Dopo una notte insonne costellata da grida di persone colpite da demenza senile o da altre malattie ugualmente invalidanti che urlano continuamente, finalmente sono le sei del mattino, quando mi decido a scendere dal letto per raccontare di un cambiamento radicale, un’esperienza per la quale, insieme alla mia mamma quasi novantasettenne di cui mi occupo a pieno tempo, ho dovuto lasciare la mia abitazione per trasferirmi, mi auguro temporaneamente, in una casa di riposo.
Come si può bene intuire, la scelta non è stata né semplice, né indolore, ma necessaria, anche perché siamo abituati ad intendere quelle strutture come l’ultima spiaggia, in attesa della morte. Può non essere così, ma rivelarsi invece una risorsa cui approdare, quando le nostre esigenze o quelle delle persone anziane a noi care dovessero richiedere assistenza continuativa.

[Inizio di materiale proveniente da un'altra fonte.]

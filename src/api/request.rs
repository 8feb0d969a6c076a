//! API request types
//!
//! Every request is `{"function": "<Name>", "args": ["..", ..]}`. Arguments
//! are always strings; integer arguments are parsed here.

use std::fmt;

use serde::Deserialize;

use super::errors::{ApiError, ApiResult};

/// Invocable functions
#[derive(Debug, Clone, Copy, PartialEq, Eq, Hash)]
pub enum Function {
    CreateUser,
    ReadUser,
    GetUserByEmail,
    GetAllUsers,
    UpdateUserLastLogin,
    CreateAlert,
    GetAllAlerts,
    CreateAsset,
}

impl Function {
    pub const ALL: [Function; 8] = [
        Function::CreateUser,
        Function::ReadUser,
        Function::GetUserByEmail,
        Function::GetAllUsers,
        Function::UpdateUserLastLogin,
        Function::CreateAlert,
        Function::GetAllAlerts,
        Function::CreateAsset,
    ];

    /// Wire name
    pub fn name(&self) -> &'static str {
        match self {
            Function::CreateUser => "CreateUser",
            Function::ReadUser => "ReadUser",
            Function::GetUserByEmail => "GetUserByEmail",
            Function::GetAllUsers => "GetAllUsers",
            Function::UpdateUserLastLogin => "UpdateUserLastLogin",
            Function::CreateAlert => "CreateAlert",
            Function::GetAllAlerts => "GetAllAlerts",
            Function::CreateAsset => "CreateAsset",
        }
    }

    /// Number of arguments expected
    pub fn arity(&self) -> usize {
        match self {
            Function::CreateUser => 7,
            Function::CreateAlert => 7,
            Function::CreateAsset => 5,
            Function::ReadUser | Function::GetUserByEmail | Function::UpdateUserLastLogin => 1,
            Function::GetAllUsers | Function::GetAllAlerts => 0,
        }
    }

    pub fn from_name(name: &str) -> Option<Self> {
        Self::ALL.into_iter().find(|f| f.name() == name)
    }
}

impl fmt::Display for Function {
    fn fmt(&self, f: &mut fmt::Formatter<'_>) -> fmt::Result {
        write!(f, "{}", self.name())
    }
}

/// CreateUser arguments
#[derive(Debug, Clone, PartialEq, Eq)]
pub struct CreateUserRequest {
    pub id: String,
    pub name: String,
    pub email: String,
    pub phone: String,
    pub password: String,
    pub role: String,
    pub status: String,
}

/// CreateAlert arguments
#[derive(Debug, Clone, PartialEq, Eq)]
pub struct CreateAlertRequest {
    pub id: String,
    pub title: String,
    pub message: String,
    pub severity: String,
    pub method: String,
    pub created_by: String,
    pub recipients: i64,
}

/// CreateAsset arguments (accepted and ignored)
#[derive(Debug, Clone, PartialEq, Eq)]
pub struct CreateAssetRequest {
    pub id: String,
    pub color: String,
    pub size: i64,
    pub owner: String,
    pub appraised_value: i64,
}

/// Parsed request
#[derive(Debug, Clone, PartialEq, Eq)]
pub enum Request {
    CreateUser(CreateUserRequest),
    ReadUser { id: String },
    GetUserByEmail { email: String },
    GetAllUsers,
    UpdateUserLastLogin { id: String },
    CreateAlert(CreateAlertRequest),
    GetAllAlerts,
    CreateAsset(CreateAssetRequest),
}

/// Raw envelope for parsing
#[derive(Debug, Deserialize)]
#[serde(deny_unknown_fields)]
struct RawRequest {
    function: String,
    #[serde(default)]
    args: Vec<String>,
}

fn parse_int(function: Function, field: &str, value: &str) -> ApiResult<i64> {
    value.parse::<i64>().map_err(|_| {
        ApiError::invalid_request(format!(
            "{}: argument {} must be an integer, got '{}'",
            function, field, value
        ))
    })
}

impl Request {
    /// Parse a request from JSON string
    pub fn parse(json: &str) -> ApiResult<Self> {
        let raw: RawRequest = serde_json::from_str(json)
            .map_err(|e| ApiError::invalid_request(format!("Invalid JSON: {}", e)))?;

        let function = Function::from_name(&raw.function)
            .ok_or_else(|| ApiError::unknown_function(&raw.function))?;
        Self::from_args(function, raw.args)
    }

    /// Builds a request from positional string arguments
    pub fn from_args(function: Function, args: Vec<String>) -> ApiResult<Self> {
        if args.len() != function.arity() {
            return Err(ApiError::invalid_request(format!(
                "{} expects {} arguments, got {}",
                function,
                function.arity(),
                args.len()
            )));
        }

        let mut args = args.into_iter();
        // Arity checked above
        let mut next = || args.next().unwrap_or_default();

        let request = match function {
            Function::CreateUser => Request::CreateUser(CreateUserRequest {
                id: next(),
                name: next(),
                email: next(),
                phone: next(),
                password: next(),
                role: next(),
                status: next(),
            }),
            Function::ReadUser => Request::ReadUser { id: next() },
            Function::GetUserByEmail => Request::GetUserByEmail { email: next() },
            Function::GetAllUsers => Request::GetAllUsers,
            Function::UpdateUserLastLogin => Request::UpdateUserLastLogin { id: next() },
            Function::CreateAlert => {
                let (id, title, message) = (next(), next(), next());
                let (severity, method, created_by) = (next(), next(), next());
                let recipients = parse_int(function, "recipients", &next())?;
                Request::CreateAlert(CreateAlertRequest {
                    id,
                    title,
                    message,
                    severity,
                    method,
                    created_by,
                    recipients,
                })
            }
            Function::GetAllAlerts => Request::GetAllAlerts,
            Function::CreateAsset => {
                let (id, color) = (next(), next());
                let size = parse_int(function, "size", &next())?;
                let owner = next();
                let appraised_value = parse_int(function, "appraisedValue", &next())?;
                Request::CreateAsset(CreateAssetRequest {
                    id,
                    color,
                    size,
                    owner,
                    appraised_value,
                })
            }
        };
        Ok(request)
    }

    /// Function this request invokes
    pub fn function(&self) -> Function {
        match self {
            Request::CreateUser(_) => Function::CreateUser,
            Request::ReadUser { .. } => Function::ReadUser,
            Request::GetUserByEmail { .. } => Function::GetUserByEmail,
            Request::GetAllUsers => Function::GetAllUsers,
            Request::UpdateUserLastLogin { .. } => Function::UpdateUserLastLogin,
            Request::CreateAlert(_) => Function::CreateAlert,
            Request::GetAllAlerts => Function::GetAllAlerts,
            Request::CreateAsset(_) => Function::CreateAsset,
        }
    }
}

#[cfg(test)]
mod tests {
    use super::*;

    #[test]
    fn test_parse_create_user() {
        let json = r#"{
            "function": "CreateUser",
            "args": ["u1", "Ana", "Ana@X.io", "555", "pw", "admin", "active"]
        }"#;

        match Request::parse(json).unwrap() {
            Request::CreateUser(r) => {
                assert_eq!(r.id, "u1");
                // Case folding belongs to the contract
                assert_eq!(r.email, "Ana@X.io");
                assert_eq!(r.status, "active");
            }
            other => panic!("Expected CreateUser, got {:?}", other),
        }
    }

    #[test]
    fn test_parse_create_alert_recipients() {
        let json = r#"{"function":"CreateAlert","args":["a1","t","m","high","sms","u1","-12"]}"#;
        match Request::parse(json).unwrap() {
            Request::CreateAlert(r) => assert_eq!(r.recipients, -12),
            other => panic!("Expected CreateAlert, got {:?}", other),
        }
    }

    #[test]
    fn test_non_integer_recipients_rejected() {
        let json = r#"{"function":"CreateAlert","args":["a1","t","m","high","sms","u1","lots"]}"#;
        let err = Request::parse(json).unwrap_err();
        assert_eq!(err.code(), "REC_INVALID_REQUEST");
        assert!(err.message().contains("recipients"));
    }

    #[test]
    fn test_args_default_to_empty() {
        let req = Request::parse(r#"{"function":"GetAllUsers"}"#).unwrap();
        assert_eq!(req, Request::GetAllUsers);
    }

    #[test]
    fn test_wrong_arity() {
        let err = Request::parse(r#"{"function":"ReadUser","args":[]}"#).unwrap_err();
        assert_eq!(err.code(), "REC_INVALID_REQUEST");
        assert!(err.message().contains("expects 1"));
    }

    #[test]
    fn test_parse_unknown_function() {
        let err = Request::parse(r#"{"function":"DeleteUser","args":["u1"]}"#).unwrap_err();
        assert_eq!(err.code(), "REC_UNKNOWN_FUNCTION");
    }

    #[test]
    fn test_non_string_args_rejected() {
        let err = Request::parse(r#"{"function":"ReadUser","args":[1]}"#).unwrap_err();
        assert!(err.message().contains("Invalid JSON"));
    }

    #[test]
    fn test_create_asset_parses_integers() {
        let json = r#"{"function":"CreateAsset","args":["asset1","blue","5","Tom","300"]}"#;
        match Request::parse(json).unwrap() {
            Request::CreateAsset(r) => {
                assert_eq!(r.size, 5);
                assert_eq!(r.appraised_value, 300);
            }
            other => panic!("Expected CreateAsset, got {:?}", other),
        }
    }

    #[test]
    fn test_function_names_round_trip() {
        for function in Function::ALL {
            assert_eq!(Function::from_name(function.name()), Some(function));
        }
    }
}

La signora rumena che con insuperabile abnegazione si occupa di noi durante l’intero anno, Dovendo usufruire delle sue ferie, ci lascia per un periodo, quindi è stato gioco forza preoccuparmi di sostituirla. Purtroppo però, essendo peggiorate le condizioni di mia madre, mi è stato impossibile trovare tre persone che, con le competenze indispensabili del caso, mi coprissero l’arco delle 24 ore, quindi il panico, prima che un’idea m’illuminasse la mente: perché non trascorrere quel periodo in una struttura in cui mi fossero assicurate aiuto ed assistenza H 24? Razionalmente mi rendevo conto che non sarebbe stato facile una residenzialità tanto provvisoria, ma, testarda come sono a perseguire anche quelle che potrebbero sembrare delle utopie, mi dissi che provare non costava nulla, e cominciai a pensarci molto seriamente
Sembrandomi corretto esplicitare le mie condizioni di non vedente, ricevetti alcuni no decisi, ma non demorsi, fino a quando il gestore di una nuovissima struttura che evidentemente aveva bisogno di ospiti solventi, situata nel centro della città, accettò di incontrarmi ed eccomi qui.
Non ho potuto evitare i primi impatti difficili con taluni operatori che, imbarazzati, avevano problemi a darmi il braccio con naturalezza, ma, dopo qualche giorno, tutto sommato, la convivenza è accettabile, salvo qualche aspetto che va ancora un tantino smussato.
Non bisogna smettere di farsi ascoltare col sorriso sulle labbra, di avere l’umiltà del paziente continuare a ripetere le stesse cose a chiunque ve le chieda, perché è un esercizio che paga, ve lo assicuro, e potete credermi sulla parola.
Se vi chiedeste le motivazioni che mi hanno spinto a raccontarvi questa esperienza, dovete sapere, ed esserne convinti, che anche ciò che vi sembra improponibile, è da considerarsi possibile, solo che lo vogliate.
Mena Mascia.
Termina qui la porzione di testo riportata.